第2話 赤い石の力

 ――カラン。


 赤いピアスが地面に落ちる。


 途端、真っ白な光がピアスから吹き出し、オークは眩しそうに目を細めた。


「うおっ、なんだこの光は!」


 けど、それだけ。特にすごい魔法が発動するような気配はない。まさか本当にただのお守りだった?


「き、貴様、何をした!?」


「何もしてないわよ」


「嘘をつけ!」


 再び腕を振り上げるオーク。


「キャッ!」


 思わず私はオークの攻撃をかわした。


「何ッ、この俺様の豚人拳とんじんけんをかわしただと!?」


 目を見開くオーク。


 何? このオーク、えらく動きが遅いのね。豚だから??


 まあいいわ。反撃開始よ。大人しくて可憐な姫は、今日でおしまい。
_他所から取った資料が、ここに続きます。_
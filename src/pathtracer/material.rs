//! Surface materials for the path tracer.

use serde::{Deserialize, Serialize};

use crate::util::Vec3;

/// Special-case behaviour evaluated by the shading step.
#[derive(Debug, Clone, Copy, PartialEq, Eq, Default, Serialize, Deserialize)]
pub enum MaterialFlag {
    #[default]
    Standard,
    /// Base color alternates with the emission color on a unit XZ grid.
    CheckerPattern,
    /// Skipped by camera rays, lit normally by scattered rays.
    InvisibleLightSource,
}

/// Diffuse/specular material with optional emission.
#[derive(Debug, Clone, Copy, PartialEq, Serialize, Deserialize)]
#[serde(default)]
pub struct Material {
    pub base_color: Vec3,
    pub emission_color: Vec3,
    pub emission_strength: f32,
    pub specular_color: Vec3,
    /// 0 = fully diffuse scatter, 1 = perfect mirror (on specular bounces)
    pub smoothness: f32,
    /// Chance that a bounce is specular
    pub specular_probability: f32,
    pub flag: MaterialFlag,
}

impl Default for Material {
    fn default() -> Self {
        Self {
            base_color: Vec3::splat(0.8),
            emission_color: Vec3::ZERO,
            emission_strength: 0.0,
            specular_color: Vec3::ONE,
            smoothness: 0.0,
            specular_probability: 0.0,
            flag: MaterialFlag::Standard,
        }
    }
}

impl Material {
    /// Plain diffuse surface.
    pub fn diffuse(base_color: Vec3) -> Self {
        Self {
            base_color,
            ..Self::default()
        }
    }

    /// Light source. `flag` is usually `Standard` or `InvisibleLightSource`.
    pub fn emissive(color: Vec3, strength: f32, flag: MaterialFlag) -> Self {
        Self {
            base_color: Vec3::ZERO,
            emission_color: color,
            emission_strength: strength,
            flag,
            ..Self::default()
        }
    }

    /// Glossy surface with a chance of mirror-like bounces.
    pub fn glossy(base_color: Vec3, smoothness: f32, specular_probability: f32) -> Self {
        Self {
            base_color,
            smoothness,
            specular_probability,
            ..Self::default()
        }
        .sanitized()
    }

    /// Two-tone checkerboard; the second tone lives in `emission_color`.
    pub fn checker(a: Vec3, b: Vec3) -> Self {
        Self {
            base_color: a,
            emission_color: b,
            emission_strength: 0.0,
            flag: MaterialFlag::CheckerPattern,
            ..Self::default()
        }
    }

    /// Clamp probabilities into [0, 1] and strength to non-negative.
    pub fn sanitized(mut self) -> Self {
        self.smoothness = self.smoothness.clamp(0.0, 1.0);
        self.specular_probability = self.specular_probability.clamp(0.0, 1.0);
        self.emission_strength = self.emission_strength.max(0.0);
        self
    }

    /// Radiance emitted by the surface itself.
    #[inline]
    pub fn emitted(&self) -> Vec3 {
        self.emission_color * self.emission_strength
    }
}

/// Resolve a sub-mesh index against a material table.
///
/// Out-of-range indices use the last material. Returns `None` only for an
/// empty table, which scene registration rejects.
#[inline]
pub fn lookup(materials: &[Material], submesh: usize) -> Option<&Material> {
    materials.get(submesh).or_else(|| materials.last())
}

#[cfg(test)]
mod tests {
    use super::*;

    #[test]
    fn test_lookup_clamps_to_last() {
        let table = [Material::diffuse(Vec3::X), Material::diffuse(Vec3::Y)];
        assert_eq!(lookup(&table, 0).map(|m| m.base_color), Some(Vec3::X));
        assert_eq!(lookup(&table, 1).map(|m| m.base_color), Some(Vec3::Y));
        assert_eq!(lookup(&table, 7).map(|m| m.base_color), Some(Vec3::Y));
        assert!(lookup(&[], 0).is_none());
    }

    #[test]
    fn test_sanitized() {
        let m = Material::glossy(Vec3::ONE, 1.5, -0.2);
        assert_eq!(m.smoothness, 1.0);
        assert_eq!(m.specular_probability, 0.0);
    }

    #[test]
    fn test_material_json() {
        let m = Material::checker(Vec3::ZERO, Vec3::ONE);
        let json = serde_json::to_string(&m).unwrap();
        assert!(json.contains("CheckerPattern"));
        let back: Material = serde_json::from_str(&json).unwrap();
        assert_eq!(back, m);
    }
}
これからは、好きに生きるんだから!


「私に触るんじゃないわよ、この豚野郎!!」


 お返しに、私は振り向きざまに思い切り突きを食らわせてやった。


「ぐほぅ!!」


 腹に拳がめり込むと同時に、オークの巨体が部屋の反対側の壁にめり込む。


「あら? おかしいわね。そんなに力を入れたつもりは無いんだけど、あの豚、思っていたより軽いのね」


 目をぱちくりさせていると、パラパラと崩れ落ちる壁の破片と共に、顔を真っ青にしたオークが立ち上がった。手にはナイフを持っている。


「てっ、テメェ、何だこの馬鹿力は!」


「何よ、ただのパンチじゃない。おおげさな!」


 オークは私にナイフで切りかかろうとしたんだけど、何しろ動きが遅すぎて丸見えだから、逆に私がオークの腕をねじり上げてやる。


「いててててっ! おいっ、腕が折れる!」


「全く、いちいち大袈裟ねぇ! これぐらいで骨が折れるだなんて、骨粗鬆症なワケ?」


「痛え! 違うっ、お前の腕力が強いんだっ!」


 涙目になりながら喚くオーク。


 ……そうなのかしら。そう言えば、前より少しだけど強くなったような? もしかして、これがお守りのピアスの力なのかしら?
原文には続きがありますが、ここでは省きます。